» Task directions: If a line in the records below holds the string "Serialize", count it, and state only the final count.

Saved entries
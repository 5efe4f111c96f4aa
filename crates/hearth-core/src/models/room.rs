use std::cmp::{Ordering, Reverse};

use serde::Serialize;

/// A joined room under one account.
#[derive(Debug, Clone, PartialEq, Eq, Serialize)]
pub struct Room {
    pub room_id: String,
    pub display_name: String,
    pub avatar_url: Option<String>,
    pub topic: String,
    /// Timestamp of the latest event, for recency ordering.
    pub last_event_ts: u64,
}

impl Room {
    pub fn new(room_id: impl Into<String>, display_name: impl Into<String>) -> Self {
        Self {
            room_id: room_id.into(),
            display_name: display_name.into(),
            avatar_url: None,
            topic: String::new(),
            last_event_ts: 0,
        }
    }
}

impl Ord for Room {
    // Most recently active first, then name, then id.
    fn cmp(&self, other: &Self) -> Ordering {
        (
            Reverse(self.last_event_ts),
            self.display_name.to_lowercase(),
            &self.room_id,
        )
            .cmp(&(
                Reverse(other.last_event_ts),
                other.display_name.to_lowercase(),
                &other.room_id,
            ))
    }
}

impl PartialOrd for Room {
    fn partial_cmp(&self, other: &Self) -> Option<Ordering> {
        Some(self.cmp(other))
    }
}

» Result: 2